В то же время очевидно, что в естественном состоянии человек пребывает в иллегальном и енеморальном (с точки зрения гражданских законов и моральных норм) жизненном пространстве, где не существует ни преступления, ни наказания за него, где нет ни греха, ни раскаяния. В сфере приложения естественного права человек устанавливает границы добра и зла по собственному усмотрению, и при этом, как утверждает Спиноза, "естественное право не запрещает решительно ничего, кроме того, чего никто не может" (там же, II 18). Ясно, что тот запрет, о котором идет речь, не кодифицирован как правовая норма, а обозначает меру естественных человеческих возможностей – "ибо каждый человек имеет столько права, сколько мощи (potentia)". Другими словами, в таком состоянии человек может делать все, на что он способен. С морально-правовой точки зрения это означает торжество своеволия. Как замечает сам Спиноза, с таким положением вещей можно было бы согласиться уже в силу того, что при нем отчетливо проявляют себя природные задатки человеческого индивидуума, если бы не одно обстоятельство – они лишены разумности. Оказывается, что гражданское состояние человека, при котором люди сами создают искусственные ограничения для своей естественной природы, обладает несомненным – моральным и правовым – приоритетом перед его первичной природной основой. В этом случае происходит своеобразное расщепление исконного концепта Природы на две несоразмерные друг другу формы человеческого существования – внеморальное и моральное. В таком случае моральным субъектом в полном смысле слова мы можем назвать только социального субъекта, а тогда моральное состояние человека будет совпадать с его гражданским статусом.

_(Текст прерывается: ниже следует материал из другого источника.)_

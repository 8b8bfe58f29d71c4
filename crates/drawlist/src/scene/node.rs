//! Scene-graph node handles and display-list ownership
//!
//! A scene-graph node owns at most one active display list plus an optional
//! recycled list kept aside for the next recording pass. The node's wider
//! responsibilities (layout, animation, drawing order) are out of scope; what
//! lives here is exactly the ownership surface the display-list lifecycle
//! protocols need.

use crate::display::DisplayList;
use slotmap::SlotMap;

slotmap::new_key_type! {
    /// Stable handle to a scene-graph node
    pub struct NodeId;
}

/// A scene-graph node as seen by the display-list core
///
/// Sub-list drawables hold a [`NodeId`] back-reference to their child node;
/// the registry owns node lifetimes, the drawable only records where to draw.
#[derive(Debug, Default)]
pub struct RenderNode {
    /// Whether this node is currently attached to the scene tree
    attached: bool,

    /// The active display list, if any content has been recorded
    display_list: Option<Box<dyn DisplayList>>,

    /// A recycled list waiting to back the next recording pass
    available_list: Option<Box<dyn DisplayList>>,
}

impl RenderNode {
    /// Create a new detached node with no content
    pub fn new() -> Self {
        Self::default()
    }

    /// Attach this node to the scene tree
    pub fn attach(&mut self) {
        self.attached = true;
    }

    /// Detach this node from the scene tree
    pub fn detach(&mut self) {
        self.attached = false;
    }

    /// Whether this node is attached to the scene tree
    pub fn is_attached(&self) -> bool {
        self.attached
    }

    /// Replace the active display list, returning the outgoing one
    pub fn set_display_list(
        &mut self,
        list: Box<dyn DisplayList>,
    ) -> Option<Box<dyn DisplayList>> {
        self.display_list.replace(list)
    }

    /// The active display list, if any
    pub fn display_list(&self) -> Option<&dyn DisplayList> {
        self.display_list.as_deref()
    }

    /// Mutable access to the active display list, if any
    pub fn display_list_mut(&mut self) -> Option<&mut (dyn DisplayList + 'static)> {
        self.display_list.as_deref_mut()
    }

    /// Take the active display list out of the node
    pub fn take_display_list(&mut self) -> Option<Box<dyn DisplayList>> {
        self.display_list.take()
    }

    /// Stash a recycled list for the next recording pass
    ///
    /// Called by a list's `attempt_reuse` when reuse is accepted; a previously
    /// stashed list is dropped.
    pub fn stash_reusable_list(&mut self, list: Box<dyn DisplayList>) {
        self.available_list = Some(list);
    }

    /// Take the stashed recycled list, if one is waiting
    pub fn take_reusable_list(&mut self) -> Option<Box<dyn DisplayList>> {
        self.available_list.take()
    }

    /// Whether a recycled list is waiting
    pub fn has_reusable_list(&self) -> bool {
        self.available_list.is_some()
    }
}

/// Owning storage for scene-graph nodes with stable handles
#[derive(Debug, Default)]
pub struct NodeRegistry {
    nodes: SlotMap<NodeId, RenderNode>,
}

impl NodeRegistry {
    /// Create an empty registry
    pub fn new() -> Self {
        Self::default()
    }

    /// Insert a node and return its handle
    pub fn insert(&mut self, node: RenderNode) -> NodeId {
        self.nodes.insert(node)
    }

    /// Remove a node, returning it if the handle was live
    pub fn remove(&mut self, id: NodeId) -> Option<RenderNode> {
        self.nodes.remove(id)
    }

    /// Get a node by handle
    pub fn get(&self, id: NodeId) -> Option<&RenderNode> {
        self.nodes.get(id)
    }

    /// Get a node mutably by handle
    pub fn get_mut(&mut self, id: NodeId) -> Option<&mut RenderNode> {
        self.nodes.get_mut(id)
    }

    /// Number of live nodes
    pub fn len(&self) -> usize {
        self.nodes.len()
    }

    /// Whether the registry holds no nodes
    pub fn is_empty(&self) -> bool {
        self.nodes.is_empty()
    }
}

#[cfg(test)]
mod tests {
    use super::*;

    #[test]
    fn test_attach_detach() {
        let mut node = RenderNode::new();
        assert!(!node.is_attached());

        node.attach();
        assert!(node.is_attached());

        node.detach();
        assert!(!node.is_attached());
    }

    #[test]
    fn test_registry_handles_stay_valid() {
        let mut nodes = NodeRegistry::new();
        let a = nodes.insert(RenderNode::new());
        let b = nodes.insert(RenderNode::new());

        nodes.remove(a);
        assert!(nodes.get(a).is_none());
        assert!(nodes.get(b).is_some());
        assert_eq!(nodes.len(), 1);
    }
}
//! Configuration system
//!
//! File-backed configuration for display-list behavior. Supports TOML and RON
//! formats selected by file extension.

pub use serde::{Deserialize, Serialize};

/// Configuration trait
pub trait Config: Serialize + for<'de> Deserialize<'de> + Default {
    /// Load configuration from file
    fn load_from_file(path: &str) -> Result<Self, ConfigError> {
        let contents = std::fs::read_to_string(path).map_err(ConfigError::Io)?;

        // Try different formats
        if path.ends_with(".toml") {
            toml::from_str(&contents).map_err(|e| ConfigError::Parse(e.to_string()))
        } else if path.ends_with(".ron") {
            ron::from_str(&contents).map_err(|e| ConfigError::Parse(e.to_string()))
        } else {
            Err(ConfigError::UnsupportedFormat(path.to_string()))
        }
    }

    /// Save configuration to file
    fn save_to_file(&self, path: &str) -> Result<(), ConfigError> {
        let contents = if path.ends_with(".toml") {
            toml::to_string_pretty(self).map_err(|e| ConfigError::Serialize(e.to_string()))?
        } else if path.ends_with(".ron") {
            ron::ser::to_string_pretty(self, Default::default())
                .map_err(|e| ConfigError::Serialize(e.to_string()))?
        } else {
            return Err(ConfigError::UnsupportedFormat(path.to_string()));
        };

        std::fs::write(path, contents).map_err(ConfigError::Io)
    }
}

/// Configuration errors
#[derive(thiserror::Error, Debug)]
pub enum ConfigError {
    /// IO error
    #[error("IO error: {0}")]
    Io(#[from] std::io::Error),

    /// Parse error
    #[error("Parse error: {0}")]
    Parse(String),

    /// Serialization error
    #[error("Serialization error: {0}")]
    Serialize(String),

    /// Unsupported format
    #[error("Unsupported format: {0}")]
    UnsupportedFormat(String),
}

/// Display-list tuning parameters
///
/// Controls arena block sizing and whether lists may be recycled across
/// frames instead of destroyed.
#[derive(Debug, Clone, Serialize, Deserialize)]
pub struct ListConfig {
    /// Number of drawables per arena block
    pub arena_block_capacity: usize,
    /// Whether `attempt_reuse` may accept a list for recycling
    pub enable_reuse: bool,
}

impl ListConfig {
    /// Create a new configuration with defaults
    pub fn new() -> Self {
        Self {
            arena_block_capacity: 64,
            enable_reuse: true,
        }
    }

    /// Set the arena block capacity
    pub fn with_arena_block_capacity(mut self, capacity: usize) -> Self {
        self.arena_block_capacity = capacity;
        self
    }

    /// Enable or disable list recycling
    pub fn with_reuse(mut self, enabled: bool) -> Self {
        self.enable_reuse = enabled;
        self
    }

    /// Validate the configuration
    pub fn validate(&self) -> Result<(), String> {
        if self.arena_block_capacity == 0 {
            return Err("Arena block capacity must be at least 1".to_string());
        }
        Ok(())
    }
}

impl Default for ListConfig {
    fn default() -> Self {
        Self::new()
    }
}

impl Config for ListConfig {}
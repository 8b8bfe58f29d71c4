//! # Drawlist
//!
//! A retained-mode display list core for a 2D scene graph.
//!
//! A display list is a recorded, replayable sequence of drawing commands
//! produced once per frame (or reused across frames) and played back later by
//! a rendering backend, potentially on a different thread. This crate provides
//! the container side of that split:
//!
//! - **Arena-backed drawable storage**: child proxies live in a bump arena
//!   behind stable [`DrawableId`](display::DrawableId) handles for the
//!   lifetime of one recording generation.
//! - **Child registries**: nested sub-list children, opaque external-draw
//!   children, mutable images pending upload, and vector-icon roots pending
//!   property sync.
//! - **Lifecycle protocols**: reset/reuse, content sync, and tree
//!   preparation, driven by the owning scene-graph node once per frame.
//!
//! ## Quick Start
//!
//! ```rust
//! use drawlist::prelude::*;
//!
//! let mut nodes = NodeRegistry::new();
//! let child = nodes.insert(RenderNode::new());
//!
//! let mut list = PaintDisplayList::new(Rect::new(0.0, 0.0, 100.0, 100.0));
//! let id = list.allocate_drawable(SubListDrawable::new(child, Mat3::identity()));
//! list.register_sub_list(id);
//!
//! let mut recorder = PictureRecorder::new(list.bounds());
//! recorder.draw_sub_list(id);
//! list.set_picture(recorder.finish());
//!
//! list.sync_contents();
//! let mut info = TreeInfo::new(TraversalMode::Full);
//! let dirty = list.prepare_list_and_children(&mut info, false, &mut |_, _, _| false);
//! assert!(!dirty);
//! ```
//!
//! ## Threading
//!
//! One thread records into, resets, and mutates a given list. `sync_contents`
//! and `prepare_list_and_children` are the handoff points that push content
//! into a form a separate render thread can read; past them, no mutation is
//! permitted until the next reset. The crate has no internal locking — phase
//! discipline is the owning collaborator's job.

#![warn(missing_docs)]
#![warn(clippy::all, clippy::pedantic, clippy::nursery)]
#![allow(clippy::module_name_repetitions, clippy::similar_names, clippy::too_many_arguments)]

pub mod config;
pub mod display;
pub mod foundation;
pub mod scene;

/// Common imports for crate users
pub mod prelude {
    pub use crate::{
        config::{Config, ConfigError, ListConfig},
        display::{
            Color, DisplayList, Drawable, DrawableArena, DrawableId, ExternalDrawable,
            ExternalFunctor, MutableImage, PaintDisplayList, PaintOp, PaintPicture,
            PictureRecorder, RecordedPicture, SubListDrawable, VectorIconRoot,
        },
        foundation::math::{Mat3, Rect, Vec2},
        scene::{
            InvalidationFlags, NodeId, NodeRegistry, RenderContext, RenderNode, TraversalMode,
            TreeInfo,
        },
    };
}
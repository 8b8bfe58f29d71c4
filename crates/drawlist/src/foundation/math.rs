//! Math utilities and types
//!
//! Provides the 2D math types used when recording and preparing display
//! lists.

pub use nalgebra::{Matrix3, Vector2};

/// 2D vector type
pub type Vec2 = Vector2<f32>;

/// 3x3 matrix type for 2D homogeneous transforms
pub type Mat3 = Matrix3<f32>;

/// Axis-aligned rectangle in the recording coordinate space
#[derive(Debug, Clone, Copy, PartialEq)]
pub struct Rect {
    /// Left edge
    pub x: f32,
    /// Top edge
    pub y: f32,
    /// Width (non-negative for a non-empty rect)
    pub width: f32,
    /// Height (non-negative for a non-empty rect)
    pub height: f32,
}

impl Rect {
    /// The zero-area rectangle at the origin
    pub const ZERO: Self = Self {
        x: 0.0,
        y: 0.0,
        width: 0.0,
        height: 0.0,
    };

    /// Create a new rectangle from position and size
    pub const fn new(x: f32, y: f32, width: f32, height: f32) -> Self {
        Self {
            x,
            y,
            width,
            height,
        }
    }

    /// Create a rectangle at the origin with the given size
    pub const fn from_size(width: f32, height: f32) -> Self {
        Self::new(0.0, 0.0, width, height)
    }

    /// Check whether this rectangle covers no area
    pub fn is_empty(&self) -> bool {
        self.width <= 0.0 || self.height <= 0.0
    }

    /// Right edge
    pub fn right(&self) -> f32 {
        self.x + self.width
    }

    /// Bottom edge
    pub fn bottom(&self) -> f32 {
        self.y + self.height
    }

    /// Check whether this rectangle contains a point
    pub fn contains_point(&self, point: Vec2) -> bool {
        point.x >= self.x && point.x < self.right() && point.y >= self.y && point.y < self.bottom()
    }

    /// Check whether this rectangle intersects another
    pub fn intersects(&self, other: &Self) -> bool {
        !self.is_empty()
            && !other.is_empty()
            && self.x < other.right()
            && self.right() > other.x
            && self.y < other.bottom()
            && self.bottom() > other.y
    }

    /// Smallest rectangle containing both rectangles
    ///
    /// An empty rectangle contributes nothing to the union.
    pub fn union(&self, other: &Self) -> Self {
        if self.is_empty() {
            return *other;
        }
        if other.is_empty() {
            return *self;
        }
        let x = self.x.min(other.x);
        let y = self.y.min(other.y);
        let right = self.right().max(other.right());
        let bottom = self.bottom().max(other.bottom());
        Self::new(x, y, right - x, bottom - y)
    }
}

impl Default for Rect {
    fn default() -> Self {
        Self::ZERO
    }
}
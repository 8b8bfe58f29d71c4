//! Display-list container, arena, drawables, and recorded pictures
//!
//! The module is organized leaf to root:
//!
//! - [`arena`] — bump storage for drawables, one generation at a time.
//! - [`drawable`] — arena-allocated proxies: sub-list children and external
//!   draw hooks.
//! - [`picture`] — the recorded command buffer and its shared handle.
//! - [`resources`] — externally-owned payloads visited during preparation:
//!   mutable images and vector-icon roots.
//! - [`display_list`] — the backend-agnostic capability trait.
//! - [`paint_list`] — the concrete container tying all of it together.

mod arena;
mod display_list;
mod drawable;
mod paint_list;
mod picture;
mod resources;

#[cfg(test)]
mod protocol_tests;

pub use arena::{DrawableArena, DrawableId};
pub use display_list::DisplayList;
pub use drawable::{Drawable, ExternalDrawable, ExternalFunctor, SubListDrawable};
pub use paint_list::{PaintDisplayList, Phase};
pub use picture::{Color, PaintOp, PaintPicture, PictureRecorder, RecordedPicture};
pub use resources::{MutableImage, VectorIconProperties, VectorIconRoot};
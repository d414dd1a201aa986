//! Employee Details UI Module
//!
//! Simplified MVVM pattern implementation:
//! - ../../api.rs: HTTP resource client
//! - view_model.rs: ViewModel with commands and state management
//! - view.rs: Leptos component (pure UI)

mod view;
mod view_model;

pub use view::EmployeeDetails;
pub use view_model::{EmployeeForm, EmployeeUpdateViewModel};
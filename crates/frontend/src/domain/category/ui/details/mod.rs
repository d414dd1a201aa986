//! Category Details UI Module
//!
//! Simplified MVVM pattern implementation:
//! - ../../api.rs: HTTP resource client
//! - view_model.rs: ViewModel with commands and state management
//! - view.rs: Leptos component (pure UI)

mod view;
mod view_model;

pub use view::CategoryDetails;
pub use view_model::{CategoryForm, CategoryUpdateViewModel};
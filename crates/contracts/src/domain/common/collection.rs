use std::collections::HashSet;

use super::identified::Identified;

/// Merge "must include" entities into a freshly fetched picker collection.
///
/// Relationship pickers are filled from a server-side query that may not
/// contain the entity a record currently points to (filtered out, outside the
/// first page, deleted and restored). The required entities are prepended, in
/// the order given, so the current selection is always renderable.
///
/// Deduplication is by identifier only. A required entity whose identifier
/// already occurs in `collection` (or in an earlier required entity) is
/// skipped; a required entity without an identifier can never collide and is
/// always prepended. `None` entries are skipped silently.
pub fn add_to_collection_if_missing<T>(
    collection: Vec<T>,
    required: impl IntoIterator<Item = Option<T>>,
) -> Vec<T>
where
    T: Identified,
{
    let mut seen: HashSet<i64> = collection.iter().filter_map(Identified::entity_id).collect();

    let mut merged: Vec<T> = Vec::new();
    for entity in required.into_iter().flatten() {
        match entity.entity_id() {
            Some(id) => {
                if seen.insert(id) {
                    merged.push(entity);
                }
            }
            None => merged.push(entity),
        }
    }

    merged.extend(collection);
    merged
}

#[cfg(test)]
mod tests {
    use super::*;
    use crate::domain::category::Category;

    fn category(id: i64) -> Category {
        Category {
            id: Some(id),
            ..Category::default()
        }
    }

    fn ids(collection: &[Category]) -> Vec<Option<i64>> {
        collection.iter().map(|c| c.id).collect()
    }

    #[test]
    fn prepends_missing_required_entity() {
        let fetched = vec![category(93910)];

        let merged = add_to_collection_if_missing(fetched, [Some(category(14229))]);

        assert_eq!(ids(&merged), [Some(14229), Some(93910)]);
    }

    #[test]
    fn leaves_collection_unchanged_when_required_is_already_present() {
        let fetched = vec![category(1), category(2), category(3)];

        let merged = add_to_collection_if_missing(fetched, [Some(category(2))]);

        assert_eq!(ids(&merged), [Some(1), Some(2), Some(3)]);
    }

    #[test]
    fn skips_absent_required_entities() {
        let fetched = vec![category(7)];

        let merged = add_to_collection_if_missing(fetched, [None]);

        assert_eq!(ids(&merged), [Some(7)]);
    }

    #[test]
    fn keeps_required_order_and_deduplicates_among_required() {
        let fetched = vec![category(50)];

        let merged = add_to_collection_if_missing(
            fetched,
            [
                Some(category(10)),
                Some(category(20)),
                Some(category(10)),
                Some(category(50)),
            ],
        );

        assert_eq!(ids(&merged), [Some(10), Some(20), Some(50)]);
    }

    #[test]
    fn transient_entity_is_always_prepended() {
        let fetched = vec![category(1)];

        let merged =
            add_to_collection_if_missing(fetched, [Some(Category::default()), Some(Category::default())]);

        assert_eq!(ids(&merged), [None, None, Some(1)]);
    }

    #[test]
    fn works_on_an_empty_collection() {
        let merged = add_to_collection_if_missing(Vec::new(), [Some(category(42))]);

        assert_eq!(ids(&merged), [Some(42)]);
    }
}
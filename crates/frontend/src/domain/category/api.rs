use contracts::domain::category::Category;
use contracts::domain::common::Identified;
use gloo_net::http::Request;

use crate::shared::api_utils::api_url;
use crate::shared::resource::EntityResource;

/// REST client for `/api/categories`.
#[derive(Clone, Copy, Default)]
pub struct CategoryApi;

impl EntityResource for CategoryApi {
    type Entity = Category;

    async fn query(&self) -> Result<Vec<Category>, String> {
        let response = Request::get(&api_url("/api/categories"))
            .send()
            .await
            .map_err(|e| format!("Failed to send request: {}", e))?;

        if !response.ok() {
            return Err(format!("Failed to fetch categories: {}", response.status()));
        }

        response
            .json::<Vec<Category>>()
            .await
            .map_err(|e| format!("Failed to parse response: {}", e))
    }

    async fn find(&self, id: i64) -> Result<Category, String> {
        let response = Request::get(&api_url(&format!("/api/categories/{}", id)))
            .send()
            .await
            .map_err(|e| format!("Failed to send request: {}", e))?;

        if !response.ok() {
            return Err(format!("Failed to fetch category {}: {}", id, response.status()));
        }

        response
            .json::<Category>()
            .await
            .map_err(|e| format!("Failed to parse response: {}", e))
    }

    async fn create(&self, entity: &Category) -> Result<Category, String> {
        let response = Request::post(&api_url("/api/categories"))
            .json(entity)
            .map_err(|e| format!("Failed to serialize request: {}", e))?
            .send()
            .await
            .map_err(|e| format!("Failed to send request: {}", e))?;

        if !response.ok() {
            return Err(format!("Failed to create category: {}", response.status()));
        }

        response
            .json::<Category>()
            .await
            .map_err(|e| format!("Failed to parse response: {}", e))
    }

    async fn update(&self, entity: &Category) -> Result<Category, String> {
        let id = entity
            .entity_id()
            .ok_or_else(|| "Cannot update a category without id".to_string())?;

        let response = Request::put(&api_url(&format!("/api/categories/{}", id)))
            .json(entity)
            .map_err(|e| format!("Failed to serialize request: {}", e))?
            .send()
            .await
            .map_err(|e| format!("Failed to send request: {}", e))?;

        if !response.ok() {
            return Err(format!("Failed to update category {}: {}", id, response.status()));
        }

        response
            .json::<Category>()
            .await
            .map_err(|e| format!("Failed to parse response: {}", e))
    }

    async fn delete(&self, id: i64) -> Result<(), String> {
        let response = Request::delete(&api_url(&format!("/api/categories/{}", id)))
            .send()
            .await
            .map_err(|e| format!("Failed to send request: {}", e))?;

        if !response.ok() {
            return Err(format!("Failed to delete category {}: {}", id, response.status()));
        }

        Ok(())
    }
}
pub mod aggregate;

pub use aggregate::Employee;
use serde::{Deserialize, Serialize};

use crate::domain::common::Identified;
use crate::domain::competence::Competence;

/// Competence category, e.g. a skill area employees are rated in.
///
/// Matches the server-side JSON shape: every field is optional and absent
/// fields are omitted on the wire.
#[derive(Debug, Clone, Default, PartialEq, Serialize, Deserialize)]
pub struct Category {
    #[serde(skip_serializing_if = "Option::is_none", default)]
    pub id: Option<i64>,

    #[serde(skip_serializing_if = "Option::is_none", default)]
    pub name: Option<String>,

    /// Competences filed under this category. Informational back-reference
    /// owned by the server; never written from the client side.
    #[serde(skip_serializing_if = "Option::is_none", default)]
    pub competences: Option<Vec<Competence>>,
}

impl Identified for Category {
    fn entity_id(&self) -> Option<i64> {
        self.id
    }
}
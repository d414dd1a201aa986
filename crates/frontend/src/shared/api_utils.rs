//! API utilities for frontend-backend communication
//!
//! Provides helper functions for constructing API URLs.

/// Get the base URL for API requests
///
/// Constructs the API base URL from the current window location,
/// using port 8080 for the backend server.
///
/// # Returns
/// - API base URL like "http://localhost:8080"
/// - Empty string if window is not available
pub fn api_base() -> String {
    let window = match web_sys::window() {
        Some(w) => w,
        None => return String::new(),
    };
    let location = window.location();
    let protocol = location.protocol().unwrap_or_else(|_| "http:".to_string());
    let hostname = location
        .hostname()
        .unwrap_or_else(|_| "127.0.0.1".to_string());
    format!("{}//{}:8080", protocol, hostname)
}

/// Build a full API URL from a path
///
/// # Example
/// ```rust,ignore
/// let url = api_url("/api/competences/123");
/// ```
pub fn api_url(path: &str) -> String {
    format!("{}{}", api_base(), path)
}
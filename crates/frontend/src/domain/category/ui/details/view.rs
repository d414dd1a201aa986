use super::view_model::CategoryUpdateViewModel;
use crate::domain::category::api::CategoryApi;
use crate::shared::icons::icon;
use leptos::prelude::*;
use std::rc::Rc;

#[component]
pub fn CategoryDetails(
    id: Option<i64>,
    on_saved: Rc<dyn Fn(())>,
    on_cancel: Rc<dyn Fn(())>,
) -> impl IntoView {
    let vm = CategoryUpdateViewModel::new(CategoryApi);
    vm.initialize(id);

    // Clone vm for multiple closures
    let vm_clone = vm.clone();

    view! {
        <div class="details-container category-details">
            <div class="details-header">
                <h3>
                    {
                        let vm = vm_clone.clone();
                        move || if vm.is_edit_mode()() { "Edit category" } else { "New category" }
                    }
                </h3>
            </div>

            <div class="details-form">
                <div class="form-group">
                    <label for="category-name">{"Name"}</label>
                    <input
                        type="text"
                        id="category-name"
                        prop:value={
                            let vm = vm_clone.clone();
                            move || vm.form.get().name.clone().unwrap_or_default()
                        }
                        on:input={
                            let vm = vm_clone.clone();
                            move |ev| {
                                let value = event_target_value(&ev);
                                vm.form.update(|f| {
                                    f.name = if value.is_empty() { None } else { Some(value) };
                                });
                            }
                        }
                        placeholder="Category name"
                    />
                </div>
            </div>

            <div class="details-actions">
                <button
                    class="btn btn-primary"
                    on:click={
                        let vm = vm_clone.clone();
                        let on_saved = on_saved.clone();
                        move |_| vm.save_command(on_saved.clone())
                    }
                    disabled={
                        let vm = vm_clone.clone();
                        move || vm.is_saving.get()
                    }
                >
                    {icon("save")}
                    {
                        let vm = vm_clone.clone();
                        move || if vm.is_edit_mode()() { "Save" } else { "Create" }
                    }
                </button>
                <button
                    class="btn btn-secondary"
                    on:click=move |_| (on_cancel)(())
                >
                    {icon("cancel")}
                    {"Cancel"}
                </button>
            </div>
        </div>
    }
}
use super::view_model::EmployeeUpdateViewModel;
use crate::domain::employee::api::EmployeeApi;
use crate::shared::icons::icon;
use leptos::prelude::*;
use std::rc::Rc;

#[component]
pub fn EmployeeDetails(
    id: Option<i64>,
    on_saved: Rc<dyn Fn(())>,
    on_cancel: Rc<dyn Fn(())>,
) -> impl IntoView {
    let vm = EmployeeUpdateViewModel::new(EmployeeApi);
    vm.initialize(id);

    // Clone vm for multiple closures
    let vm_clone = vm.clone();

    view! {
        <div class="details-container employee-details">
            <div class="details-header">
                <h3>
                    {
                        let vm = vm_clone.clone();
                        move || if vm.is_edit_mode()() { "Edit employee" } else { "New employee" }
                    }
                </h3>
            </div>

            <div class="details-form">
                <div class="form-group">
                    <label for="employee-name">{"Name"}</label>
                    <input
                        type="text"
                        id="employee-name"
                        prop:value={
                            let vm = vm_clone.clone();
                            move || vm.form.get().name.clone().unwrap_or_default()
                        }
                        on:input={
                            let vm = vm_clone.clone();
                            move |ev| {
                                let value = event_target_value(&ev);
                                vm.form.update(|f| {
                                    f.name = if value.is_empty() { None } else { Some(value) };
                                });
                            }
                        }
                        placeholder="Last name"
                    />
                </div>

                <div class="form-group">
                    <label for="employee-first-name">{"First name"}</label>
                    <input
                        type="text"
                        id="employee-first-name"
                        prop:value={
                            let vm = vm_clone.clone();
                            move || vm.form.get().first_name.clone().unwrap_or_default()
                        }
                        on:input={
                            let vm = vm_clone.clone();
                            move |ev| {
                                let value = event_target_value(&ev);
                                vm.form.update(|f| {
                                    f.first_name = if value.is_empty() { None } else { Some(value) };
                                });
                            }
                        }
                        placeholder="First name"
                    />
                </div>

                <div class="form-group">
                    <label for="employee-address">{"Address"}</label>
                    <input
                        type="text"
                        id="employee-address"
                        prop:value={
                            let vm = vm_clone.clone();
                            move || vm.form.get().address.clone().unwrap_or_default()
                        }
                        on:input={
                            let vm = vm_clone.clone();
                            move |ev| {
                                let value = event_target_value(&ev);
                                vm.form.update(|f| {
                                    f.address = if value.is_empty() { None } else { Some(value) };
                                });
                            }
                        }
                        placeholder="Address"
                    />
                </div>
            </div>

            <div class="details-actions">
                <button
                    class="btn btn-primary"
                    on:click={
                        let vm = vm_clone.clone();
                        let on_saved = on_saved.clone();
                        move |_| vm.save_command(on_saved.clone())
                    }
                    disabled={
                        let vm = vm_clone.clone();
                        move || vm.is_saving.get()
                    }
                >
                    {icon("save")}
                    {
                        let vm = vm_clone.clone();
                        move || if vm.is_edit_mode()() { "Save" } else { "Create" }
                    }
                </button>
                <button
                    class="btn btn-secondary"
                    on:click=move |_| (on_cancel)(())
                >
                    {icon("cancel")}
                    {"Cancel"}
                </button>
            </div>
        </div>
    }
}
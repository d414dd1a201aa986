pub mod common;

pub mod category;
pub mod competence;
pub mod employee;
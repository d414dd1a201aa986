use serde::{Deserialize, Serialize};

use crate::domain::common::Identified;
use crate::domain::competence::Competence;

/// Employee whose competences are tracked.
#[derive(Debug, Clone, Default, PartialEq, Serialize, Deserialize)]
pub struct Employee {
    #[serde(skip_serializing_if = "Option::is_none", default)]
    pub id: Option<i64>,

    #[serde(skip_serializing_if = "Option::is_none", default)]
    pub name: Option<String>,

    #[serde(rename = "firstName", skip_serializing_if = "Option::is_none", default)]
    pub first_name: Option<String>,

    #[serde(skip_serializing_if = "Option::is_none", default)]
    pub address: Option<String>,

    /// Competences held by this employee. Informational back-reference
    /// owned by the server; never written from the client side.
    #[serde(skip_serializing_if = "Option::is_none", default)]
    pub competences: Option<Vec<Competence>>,
}

impl Identified for Employee {
    fn entity_id(&self) -> Option<i64> {
        self.id
    }
}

Это лишний раз заставляет нас усомниться в универсализме натуралистического подхода Спинозы к исследованию природы человеческих аффектов. Очевидно, что заявленный Спинозой в Предисловии к ч. III его "Этики" натуралистический (естественный) метод анализа феноменов человеческой жизни оказывается вполне адекватным своему предмету только применительно к реальностям, характеризующим естественное, а не гражданское состояние человеческого общества и отдельного человеческого субъекта. Можно согласиться с ним в том, что человеческие аффекты и различные формы человеческого существования, составляющие важнейший предмет его этической доктрины, не могут лежать за пределами природы и подчиняются ее могуществу. Действительно, они вытекают из определенных причин естественного порядка или из универсальных законов и правил Природы. В то же время, пытаясь распространить натуралистический подход на всю сферу моральной жизни человека и предполагая при этом, что все ее составляющие являются продуктами природы или выводимы из нее, мы попадаем в сложную ситуацию.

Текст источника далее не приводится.